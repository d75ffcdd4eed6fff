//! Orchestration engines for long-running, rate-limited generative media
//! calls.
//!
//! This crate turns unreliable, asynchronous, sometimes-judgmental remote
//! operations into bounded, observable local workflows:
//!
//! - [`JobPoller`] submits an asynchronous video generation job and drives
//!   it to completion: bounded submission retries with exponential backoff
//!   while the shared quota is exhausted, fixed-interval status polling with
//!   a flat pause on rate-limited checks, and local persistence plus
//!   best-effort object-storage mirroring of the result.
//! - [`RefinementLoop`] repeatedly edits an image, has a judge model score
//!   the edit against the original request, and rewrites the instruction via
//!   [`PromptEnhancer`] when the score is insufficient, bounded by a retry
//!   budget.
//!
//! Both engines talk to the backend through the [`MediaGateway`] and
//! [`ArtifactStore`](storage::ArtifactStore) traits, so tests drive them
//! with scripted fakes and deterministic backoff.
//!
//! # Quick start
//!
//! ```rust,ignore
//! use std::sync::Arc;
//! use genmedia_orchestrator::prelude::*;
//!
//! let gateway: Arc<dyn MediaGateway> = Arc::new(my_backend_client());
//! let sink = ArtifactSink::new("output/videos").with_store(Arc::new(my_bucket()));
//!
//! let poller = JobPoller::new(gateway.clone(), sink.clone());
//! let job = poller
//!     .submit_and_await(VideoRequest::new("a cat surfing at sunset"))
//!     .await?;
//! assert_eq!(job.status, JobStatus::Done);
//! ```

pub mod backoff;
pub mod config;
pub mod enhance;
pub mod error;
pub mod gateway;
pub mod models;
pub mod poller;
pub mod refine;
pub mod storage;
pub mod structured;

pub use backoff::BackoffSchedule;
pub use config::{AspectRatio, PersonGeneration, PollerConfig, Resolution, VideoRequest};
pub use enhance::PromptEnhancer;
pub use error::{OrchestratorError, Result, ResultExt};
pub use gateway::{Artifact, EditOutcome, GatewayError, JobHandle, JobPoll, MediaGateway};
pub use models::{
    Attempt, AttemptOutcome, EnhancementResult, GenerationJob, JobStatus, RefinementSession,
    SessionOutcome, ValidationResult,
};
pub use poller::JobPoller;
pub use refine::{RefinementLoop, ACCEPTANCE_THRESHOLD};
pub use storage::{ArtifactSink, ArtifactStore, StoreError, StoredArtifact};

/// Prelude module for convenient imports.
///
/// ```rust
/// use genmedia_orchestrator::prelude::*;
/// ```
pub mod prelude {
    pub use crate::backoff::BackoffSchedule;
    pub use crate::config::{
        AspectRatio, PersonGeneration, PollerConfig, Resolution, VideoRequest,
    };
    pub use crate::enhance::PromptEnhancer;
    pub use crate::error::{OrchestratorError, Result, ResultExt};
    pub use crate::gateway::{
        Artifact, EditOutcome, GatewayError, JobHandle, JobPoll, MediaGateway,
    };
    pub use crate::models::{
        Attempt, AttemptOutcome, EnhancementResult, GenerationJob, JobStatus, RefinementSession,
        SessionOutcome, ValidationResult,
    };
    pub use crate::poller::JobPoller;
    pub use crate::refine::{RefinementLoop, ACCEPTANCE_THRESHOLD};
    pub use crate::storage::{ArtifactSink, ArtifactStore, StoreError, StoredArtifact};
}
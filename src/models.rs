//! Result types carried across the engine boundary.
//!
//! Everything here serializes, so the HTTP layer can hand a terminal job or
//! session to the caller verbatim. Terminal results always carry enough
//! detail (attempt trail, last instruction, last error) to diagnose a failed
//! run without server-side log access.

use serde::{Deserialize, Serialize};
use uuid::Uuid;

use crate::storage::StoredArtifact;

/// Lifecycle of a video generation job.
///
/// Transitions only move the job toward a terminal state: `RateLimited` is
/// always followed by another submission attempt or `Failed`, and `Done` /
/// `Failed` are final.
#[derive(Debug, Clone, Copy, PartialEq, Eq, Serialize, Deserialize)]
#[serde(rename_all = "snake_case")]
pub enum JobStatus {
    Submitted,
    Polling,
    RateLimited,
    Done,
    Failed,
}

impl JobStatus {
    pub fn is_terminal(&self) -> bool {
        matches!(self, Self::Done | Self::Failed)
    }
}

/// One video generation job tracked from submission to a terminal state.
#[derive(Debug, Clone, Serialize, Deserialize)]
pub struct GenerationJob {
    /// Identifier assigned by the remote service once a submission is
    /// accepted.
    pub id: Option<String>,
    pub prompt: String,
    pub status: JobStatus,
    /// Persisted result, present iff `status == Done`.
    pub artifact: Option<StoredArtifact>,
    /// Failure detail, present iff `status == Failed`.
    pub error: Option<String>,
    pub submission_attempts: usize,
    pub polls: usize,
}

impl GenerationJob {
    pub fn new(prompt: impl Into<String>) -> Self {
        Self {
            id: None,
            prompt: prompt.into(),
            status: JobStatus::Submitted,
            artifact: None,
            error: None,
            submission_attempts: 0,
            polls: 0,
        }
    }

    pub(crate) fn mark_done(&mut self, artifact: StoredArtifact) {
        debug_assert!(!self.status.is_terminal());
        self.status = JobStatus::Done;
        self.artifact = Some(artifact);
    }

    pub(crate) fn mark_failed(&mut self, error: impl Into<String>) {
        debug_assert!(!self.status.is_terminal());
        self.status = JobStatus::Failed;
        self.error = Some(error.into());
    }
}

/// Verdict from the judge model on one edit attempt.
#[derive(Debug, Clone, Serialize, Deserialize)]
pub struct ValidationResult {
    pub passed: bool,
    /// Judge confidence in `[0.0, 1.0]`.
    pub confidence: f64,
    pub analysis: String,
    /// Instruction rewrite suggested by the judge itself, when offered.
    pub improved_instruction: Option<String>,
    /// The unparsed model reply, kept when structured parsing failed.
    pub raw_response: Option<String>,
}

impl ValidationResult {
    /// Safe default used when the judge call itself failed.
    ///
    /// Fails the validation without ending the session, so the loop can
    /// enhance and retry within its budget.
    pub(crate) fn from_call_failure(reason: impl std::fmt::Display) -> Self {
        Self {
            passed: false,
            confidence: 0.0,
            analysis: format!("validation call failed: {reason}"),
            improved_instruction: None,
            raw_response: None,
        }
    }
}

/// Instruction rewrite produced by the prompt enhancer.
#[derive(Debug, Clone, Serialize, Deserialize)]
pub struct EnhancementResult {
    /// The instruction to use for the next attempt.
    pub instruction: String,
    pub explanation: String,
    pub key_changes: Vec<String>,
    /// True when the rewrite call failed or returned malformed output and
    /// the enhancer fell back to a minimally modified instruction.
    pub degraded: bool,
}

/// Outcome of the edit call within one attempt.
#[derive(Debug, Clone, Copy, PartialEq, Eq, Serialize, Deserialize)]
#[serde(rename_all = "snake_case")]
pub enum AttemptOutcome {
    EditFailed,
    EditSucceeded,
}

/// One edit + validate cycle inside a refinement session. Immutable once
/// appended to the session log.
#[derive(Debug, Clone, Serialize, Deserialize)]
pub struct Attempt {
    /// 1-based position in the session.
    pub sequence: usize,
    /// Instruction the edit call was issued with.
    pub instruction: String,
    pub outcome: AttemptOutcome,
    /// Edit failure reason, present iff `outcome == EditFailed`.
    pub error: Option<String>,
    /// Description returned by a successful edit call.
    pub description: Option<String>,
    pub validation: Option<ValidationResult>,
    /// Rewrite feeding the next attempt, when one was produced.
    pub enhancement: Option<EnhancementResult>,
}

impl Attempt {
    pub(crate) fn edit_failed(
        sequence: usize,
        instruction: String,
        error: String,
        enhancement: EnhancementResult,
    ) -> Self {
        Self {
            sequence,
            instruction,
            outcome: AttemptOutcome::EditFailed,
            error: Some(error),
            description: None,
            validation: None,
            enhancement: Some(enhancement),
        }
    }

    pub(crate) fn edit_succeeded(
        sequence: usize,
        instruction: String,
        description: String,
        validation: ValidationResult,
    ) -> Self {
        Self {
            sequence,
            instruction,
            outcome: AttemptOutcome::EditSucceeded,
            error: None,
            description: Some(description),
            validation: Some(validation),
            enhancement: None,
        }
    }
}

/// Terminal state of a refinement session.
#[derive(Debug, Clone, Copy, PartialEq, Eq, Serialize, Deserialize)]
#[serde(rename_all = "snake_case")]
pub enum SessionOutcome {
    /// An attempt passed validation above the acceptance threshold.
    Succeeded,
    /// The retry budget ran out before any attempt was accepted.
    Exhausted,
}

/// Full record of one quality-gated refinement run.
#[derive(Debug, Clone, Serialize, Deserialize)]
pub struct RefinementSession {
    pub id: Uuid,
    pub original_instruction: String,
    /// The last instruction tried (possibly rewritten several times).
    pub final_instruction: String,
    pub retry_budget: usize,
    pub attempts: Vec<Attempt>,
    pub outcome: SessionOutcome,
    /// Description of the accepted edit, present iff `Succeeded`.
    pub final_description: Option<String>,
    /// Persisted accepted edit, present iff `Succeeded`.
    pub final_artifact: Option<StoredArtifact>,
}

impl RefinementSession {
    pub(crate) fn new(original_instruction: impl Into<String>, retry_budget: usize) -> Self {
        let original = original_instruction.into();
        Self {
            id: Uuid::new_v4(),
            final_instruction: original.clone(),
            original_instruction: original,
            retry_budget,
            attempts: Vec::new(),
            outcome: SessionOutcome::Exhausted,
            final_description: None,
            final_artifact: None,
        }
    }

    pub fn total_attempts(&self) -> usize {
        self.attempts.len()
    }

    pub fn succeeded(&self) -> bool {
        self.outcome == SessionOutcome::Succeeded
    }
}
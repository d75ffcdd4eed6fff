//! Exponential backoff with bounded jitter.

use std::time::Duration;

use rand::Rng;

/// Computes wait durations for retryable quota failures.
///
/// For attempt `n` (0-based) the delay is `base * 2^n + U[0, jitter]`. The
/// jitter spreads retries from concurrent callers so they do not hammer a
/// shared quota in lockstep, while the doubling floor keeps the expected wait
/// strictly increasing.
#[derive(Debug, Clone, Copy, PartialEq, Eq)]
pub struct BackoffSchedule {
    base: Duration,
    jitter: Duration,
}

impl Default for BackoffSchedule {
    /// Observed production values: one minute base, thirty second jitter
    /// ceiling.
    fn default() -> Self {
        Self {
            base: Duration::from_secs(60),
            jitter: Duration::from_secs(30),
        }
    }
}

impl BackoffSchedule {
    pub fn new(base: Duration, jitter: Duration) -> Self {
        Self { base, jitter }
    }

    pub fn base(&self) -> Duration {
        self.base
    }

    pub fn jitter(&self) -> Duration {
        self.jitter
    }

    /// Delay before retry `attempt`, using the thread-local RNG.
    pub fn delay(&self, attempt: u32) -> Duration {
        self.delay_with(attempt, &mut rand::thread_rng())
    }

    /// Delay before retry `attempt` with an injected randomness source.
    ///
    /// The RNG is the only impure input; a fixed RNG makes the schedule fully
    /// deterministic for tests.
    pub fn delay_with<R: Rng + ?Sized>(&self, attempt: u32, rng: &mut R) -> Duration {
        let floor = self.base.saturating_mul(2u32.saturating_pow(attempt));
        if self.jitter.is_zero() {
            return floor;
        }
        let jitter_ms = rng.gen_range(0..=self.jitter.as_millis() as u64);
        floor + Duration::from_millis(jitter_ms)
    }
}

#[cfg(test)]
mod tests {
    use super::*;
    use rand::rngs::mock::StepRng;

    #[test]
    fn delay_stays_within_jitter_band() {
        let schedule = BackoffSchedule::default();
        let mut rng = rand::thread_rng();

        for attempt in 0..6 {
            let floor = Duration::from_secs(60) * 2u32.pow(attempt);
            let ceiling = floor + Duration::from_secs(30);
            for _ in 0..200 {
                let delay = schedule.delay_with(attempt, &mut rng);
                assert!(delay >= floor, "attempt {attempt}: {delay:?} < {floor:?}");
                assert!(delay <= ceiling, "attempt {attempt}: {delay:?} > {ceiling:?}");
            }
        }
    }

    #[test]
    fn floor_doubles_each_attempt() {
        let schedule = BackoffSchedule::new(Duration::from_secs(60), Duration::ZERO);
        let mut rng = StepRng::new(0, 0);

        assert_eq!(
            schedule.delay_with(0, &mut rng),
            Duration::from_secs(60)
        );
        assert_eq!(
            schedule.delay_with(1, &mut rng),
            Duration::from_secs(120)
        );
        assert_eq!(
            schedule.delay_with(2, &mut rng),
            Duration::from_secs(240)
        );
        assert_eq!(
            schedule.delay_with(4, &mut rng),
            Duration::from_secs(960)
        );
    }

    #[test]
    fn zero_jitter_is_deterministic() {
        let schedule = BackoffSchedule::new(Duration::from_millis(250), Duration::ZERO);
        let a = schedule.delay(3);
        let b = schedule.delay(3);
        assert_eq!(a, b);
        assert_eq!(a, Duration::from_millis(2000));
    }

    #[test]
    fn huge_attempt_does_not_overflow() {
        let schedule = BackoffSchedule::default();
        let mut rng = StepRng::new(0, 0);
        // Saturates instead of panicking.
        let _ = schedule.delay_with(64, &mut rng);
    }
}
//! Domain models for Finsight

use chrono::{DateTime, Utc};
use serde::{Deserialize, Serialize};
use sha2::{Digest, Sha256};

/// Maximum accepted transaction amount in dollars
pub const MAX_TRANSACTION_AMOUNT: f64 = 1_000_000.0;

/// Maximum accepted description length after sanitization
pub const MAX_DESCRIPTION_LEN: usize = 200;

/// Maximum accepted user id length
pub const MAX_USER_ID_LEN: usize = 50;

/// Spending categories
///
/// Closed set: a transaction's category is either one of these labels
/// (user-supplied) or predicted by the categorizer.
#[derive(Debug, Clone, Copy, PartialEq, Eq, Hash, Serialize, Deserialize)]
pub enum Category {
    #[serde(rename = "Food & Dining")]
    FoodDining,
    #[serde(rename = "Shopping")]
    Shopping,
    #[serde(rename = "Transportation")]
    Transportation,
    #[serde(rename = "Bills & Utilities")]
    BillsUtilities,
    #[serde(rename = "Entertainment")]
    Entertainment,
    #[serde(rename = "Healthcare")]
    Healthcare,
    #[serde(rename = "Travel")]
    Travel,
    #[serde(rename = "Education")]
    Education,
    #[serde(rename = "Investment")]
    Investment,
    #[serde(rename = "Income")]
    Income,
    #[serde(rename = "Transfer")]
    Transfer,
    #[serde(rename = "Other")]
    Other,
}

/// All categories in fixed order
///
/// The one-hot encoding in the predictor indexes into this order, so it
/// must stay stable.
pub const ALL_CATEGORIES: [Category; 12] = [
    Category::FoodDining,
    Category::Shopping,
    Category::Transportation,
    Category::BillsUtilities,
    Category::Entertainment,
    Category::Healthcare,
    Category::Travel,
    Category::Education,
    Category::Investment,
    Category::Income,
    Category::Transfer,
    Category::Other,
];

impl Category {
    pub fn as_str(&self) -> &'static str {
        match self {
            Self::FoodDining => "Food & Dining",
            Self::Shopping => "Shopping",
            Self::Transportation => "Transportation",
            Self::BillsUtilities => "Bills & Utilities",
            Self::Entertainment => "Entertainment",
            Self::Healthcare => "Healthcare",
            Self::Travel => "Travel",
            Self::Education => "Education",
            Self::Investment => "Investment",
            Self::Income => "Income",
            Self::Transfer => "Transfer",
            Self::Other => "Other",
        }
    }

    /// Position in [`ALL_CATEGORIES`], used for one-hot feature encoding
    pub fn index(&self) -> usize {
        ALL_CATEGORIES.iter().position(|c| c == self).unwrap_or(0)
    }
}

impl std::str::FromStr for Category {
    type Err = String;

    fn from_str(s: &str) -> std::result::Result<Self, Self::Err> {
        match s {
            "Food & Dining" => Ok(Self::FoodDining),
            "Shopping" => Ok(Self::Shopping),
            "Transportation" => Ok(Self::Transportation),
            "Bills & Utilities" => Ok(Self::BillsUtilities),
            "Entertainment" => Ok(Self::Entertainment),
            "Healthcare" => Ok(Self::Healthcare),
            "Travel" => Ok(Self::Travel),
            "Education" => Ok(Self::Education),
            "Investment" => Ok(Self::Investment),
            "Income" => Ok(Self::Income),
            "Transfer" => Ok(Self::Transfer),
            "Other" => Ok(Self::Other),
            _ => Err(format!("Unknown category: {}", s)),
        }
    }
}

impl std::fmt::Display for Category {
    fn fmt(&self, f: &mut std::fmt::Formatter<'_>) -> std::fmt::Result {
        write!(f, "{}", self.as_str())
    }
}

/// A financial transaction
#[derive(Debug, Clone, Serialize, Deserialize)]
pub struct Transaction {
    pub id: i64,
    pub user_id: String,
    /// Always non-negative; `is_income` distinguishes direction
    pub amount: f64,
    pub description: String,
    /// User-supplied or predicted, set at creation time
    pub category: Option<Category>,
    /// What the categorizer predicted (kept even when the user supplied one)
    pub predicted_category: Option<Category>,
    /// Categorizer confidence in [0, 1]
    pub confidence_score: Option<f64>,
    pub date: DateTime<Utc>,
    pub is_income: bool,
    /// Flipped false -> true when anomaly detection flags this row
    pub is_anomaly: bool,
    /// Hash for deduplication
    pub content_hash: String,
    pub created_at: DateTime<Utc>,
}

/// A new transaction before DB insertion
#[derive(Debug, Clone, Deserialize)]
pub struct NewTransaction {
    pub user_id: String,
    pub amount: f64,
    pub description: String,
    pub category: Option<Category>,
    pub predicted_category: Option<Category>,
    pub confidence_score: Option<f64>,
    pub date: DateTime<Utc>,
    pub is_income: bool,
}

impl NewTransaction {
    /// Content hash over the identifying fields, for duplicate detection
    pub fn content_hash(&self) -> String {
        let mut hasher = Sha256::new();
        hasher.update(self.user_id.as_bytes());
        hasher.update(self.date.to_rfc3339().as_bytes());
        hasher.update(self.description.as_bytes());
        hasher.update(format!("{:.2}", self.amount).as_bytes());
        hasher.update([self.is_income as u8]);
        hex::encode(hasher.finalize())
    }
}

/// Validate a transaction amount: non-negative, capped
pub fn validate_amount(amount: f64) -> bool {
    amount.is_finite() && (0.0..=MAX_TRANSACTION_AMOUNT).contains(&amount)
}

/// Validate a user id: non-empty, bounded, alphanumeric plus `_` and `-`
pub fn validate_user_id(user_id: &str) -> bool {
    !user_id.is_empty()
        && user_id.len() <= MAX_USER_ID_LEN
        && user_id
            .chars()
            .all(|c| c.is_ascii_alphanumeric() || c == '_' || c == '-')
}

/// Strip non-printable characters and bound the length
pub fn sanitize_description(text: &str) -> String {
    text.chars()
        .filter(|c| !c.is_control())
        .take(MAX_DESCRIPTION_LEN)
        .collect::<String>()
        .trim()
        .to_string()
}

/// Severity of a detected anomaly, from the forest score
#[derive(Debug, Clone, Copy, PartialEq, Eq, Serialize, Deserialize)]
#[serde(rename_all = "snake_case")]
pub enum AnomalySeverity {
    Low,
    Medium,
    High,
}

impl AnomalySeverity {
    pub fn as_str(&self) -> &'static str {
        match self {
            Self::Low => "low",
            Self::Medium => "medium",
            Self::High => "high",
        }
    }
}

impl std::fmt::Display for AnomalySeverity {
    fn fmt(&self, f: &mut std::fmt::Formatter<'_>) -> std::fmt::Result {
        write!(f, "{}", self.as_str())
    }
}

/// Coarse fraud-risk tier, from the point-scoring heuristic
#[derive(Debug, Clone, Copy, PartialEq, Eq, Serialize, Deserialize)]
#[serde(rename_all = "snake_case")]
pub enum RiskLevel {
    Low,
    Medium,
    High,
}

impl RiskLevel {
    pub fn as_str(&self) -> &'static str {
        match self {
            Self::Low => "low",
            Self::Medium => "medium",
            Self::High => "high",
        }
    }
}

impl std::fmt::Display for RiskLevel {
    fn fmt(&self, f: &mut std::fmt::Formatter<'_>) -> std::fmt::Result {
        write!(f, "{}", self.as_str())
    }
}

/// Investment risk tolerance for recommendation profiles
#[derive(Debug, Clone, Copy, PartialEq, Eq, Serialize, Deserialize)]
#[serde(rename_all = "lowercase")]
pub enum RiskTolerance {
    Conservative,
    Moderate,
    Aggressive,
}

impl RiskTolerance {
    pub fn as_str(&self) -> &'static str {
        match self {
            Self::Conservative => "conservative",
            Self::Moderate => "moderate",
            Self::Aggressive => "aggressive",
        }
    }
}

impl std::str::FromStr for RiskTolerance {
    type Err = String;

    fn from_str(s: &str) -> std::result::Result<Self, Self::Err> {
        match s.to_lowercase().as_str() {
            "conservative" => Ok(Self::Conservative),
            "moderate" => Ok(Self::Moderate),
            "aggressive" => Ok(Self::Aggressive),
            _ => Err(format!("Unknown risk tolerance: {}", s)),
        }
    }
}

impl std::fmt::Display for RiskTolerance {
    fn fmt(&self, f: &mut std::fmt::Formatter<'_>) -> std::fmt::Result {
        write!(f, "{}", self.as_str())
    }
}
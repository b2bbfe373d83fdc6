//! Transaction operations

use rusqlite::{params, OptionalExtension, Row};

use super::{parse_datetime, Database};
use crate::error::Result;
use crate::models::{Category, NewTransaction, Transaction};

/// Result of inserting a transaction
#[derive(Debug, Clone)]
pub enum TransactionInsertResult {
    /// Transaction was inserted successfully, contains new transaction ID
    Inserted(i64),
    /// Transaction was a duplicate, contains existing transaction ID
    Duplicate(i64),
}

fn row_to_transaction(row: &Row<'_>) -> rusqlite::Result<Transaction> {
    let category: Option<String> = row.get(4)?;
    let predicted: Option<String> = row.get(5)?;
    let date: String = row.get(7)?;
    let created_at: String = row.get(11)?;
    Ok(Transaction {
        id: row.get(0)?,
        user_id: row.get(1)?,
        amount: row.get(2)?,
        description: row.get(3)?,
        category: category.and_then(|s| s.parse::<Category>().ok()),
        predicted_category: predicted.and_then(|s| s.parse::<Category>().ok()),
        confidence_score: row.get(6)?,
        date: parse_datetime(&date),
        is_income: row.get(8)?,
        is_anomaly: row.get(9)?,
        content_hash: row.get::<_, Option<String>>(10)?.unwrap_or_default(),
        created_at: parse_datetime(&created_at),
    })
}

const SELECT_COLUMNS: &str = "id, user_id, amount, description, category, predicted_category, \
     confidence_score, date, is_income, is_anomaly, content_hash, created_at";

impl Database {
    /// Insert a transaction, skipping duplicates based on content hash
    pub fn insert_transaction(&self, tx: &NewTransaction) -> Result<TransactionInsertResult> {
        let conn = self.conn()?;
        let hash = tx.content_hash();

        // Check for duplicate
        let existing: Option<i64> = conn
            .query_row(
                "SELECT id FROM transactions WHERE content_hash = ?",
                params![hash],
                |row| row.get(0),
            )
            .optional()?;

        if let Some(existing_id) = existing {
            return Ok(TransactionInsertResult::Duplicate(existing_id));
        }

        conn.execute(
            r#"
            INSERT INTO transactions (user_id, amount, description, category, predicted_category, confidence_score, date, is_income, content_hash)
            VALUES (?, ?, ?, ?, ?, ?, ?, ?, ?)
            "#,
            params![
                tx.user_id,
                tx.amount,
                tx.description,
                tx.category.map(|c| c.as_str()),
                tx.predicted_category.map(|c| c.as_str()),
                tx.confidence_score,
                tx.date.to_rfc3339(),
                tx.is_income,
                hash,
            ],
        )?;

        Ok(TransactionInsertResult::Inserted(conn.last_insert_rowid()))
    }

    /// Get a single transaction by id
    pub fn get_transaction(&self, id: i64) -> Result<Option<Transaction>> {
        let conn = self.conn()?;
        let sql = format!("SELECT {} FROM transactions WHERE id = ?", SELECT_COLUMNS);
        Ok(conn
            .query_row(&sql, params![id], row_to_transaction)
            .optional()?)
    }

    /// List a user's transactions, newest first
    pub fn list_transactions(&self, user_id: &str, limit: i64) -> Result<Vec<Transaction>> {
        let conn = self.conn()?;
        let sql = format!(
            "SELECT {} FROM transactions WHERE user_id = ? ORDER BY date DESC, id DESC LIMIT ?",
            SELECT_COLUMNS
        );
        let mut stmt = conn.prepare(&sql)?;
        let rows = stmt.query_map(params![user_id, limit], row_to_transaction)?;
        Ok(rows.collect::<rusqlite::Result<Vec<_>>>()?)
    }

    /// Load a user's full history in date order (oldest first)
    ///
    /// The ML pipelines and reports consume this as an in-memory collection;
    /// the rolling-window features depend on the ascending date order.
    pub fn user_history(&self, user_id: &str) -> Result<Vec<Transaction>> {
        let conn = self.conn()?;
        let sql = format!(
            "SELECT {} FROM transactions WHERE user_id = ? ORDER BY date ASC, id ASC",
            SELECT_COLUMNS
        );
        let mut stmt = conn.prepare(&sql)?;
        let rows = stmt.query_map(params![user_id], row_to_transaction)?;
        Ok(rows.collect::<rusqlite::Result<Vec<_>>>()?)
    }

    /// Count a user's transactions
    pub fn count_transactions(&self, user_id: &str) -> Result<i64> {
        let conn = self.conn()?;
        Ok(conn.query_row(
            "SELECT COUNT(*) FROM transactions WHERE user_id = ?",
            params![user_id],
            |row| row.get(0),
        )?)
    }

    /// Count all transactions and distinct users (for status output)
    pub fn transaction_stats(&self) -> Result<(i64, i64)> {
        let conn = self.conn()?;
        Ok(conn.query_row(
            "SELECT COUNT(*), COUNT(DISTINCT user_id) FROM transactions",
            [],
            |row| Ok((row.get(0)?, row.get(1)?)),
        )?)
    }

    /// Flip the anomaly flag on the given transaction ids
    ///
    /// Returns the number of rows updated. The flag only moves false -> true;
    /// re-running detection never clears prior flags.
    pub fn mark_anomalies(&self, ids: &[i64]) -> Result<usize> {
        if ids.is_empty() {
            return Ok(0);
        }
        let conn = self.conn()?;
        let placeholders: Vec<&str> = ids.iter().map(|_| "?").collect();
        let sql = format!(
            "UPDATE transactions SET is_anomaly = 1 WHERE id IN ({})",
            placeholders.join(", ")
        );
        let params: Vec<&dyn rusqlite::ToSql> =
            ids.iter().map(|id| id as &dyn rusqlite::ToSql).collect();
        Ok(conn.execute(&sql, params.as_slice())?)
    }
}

□ □ □ □

EXERCISE ▸
Return, from the material above, every line with the word "None".

WRITTEN REPLY ▸
            id: None,
            artifact: None,
            error: None,
            improved_instruction: None,
            raw_response: None,
            description: None,
            validation: None,
            error: None,
            enhancement: None,
            final_description: None,
            final_artifact: None,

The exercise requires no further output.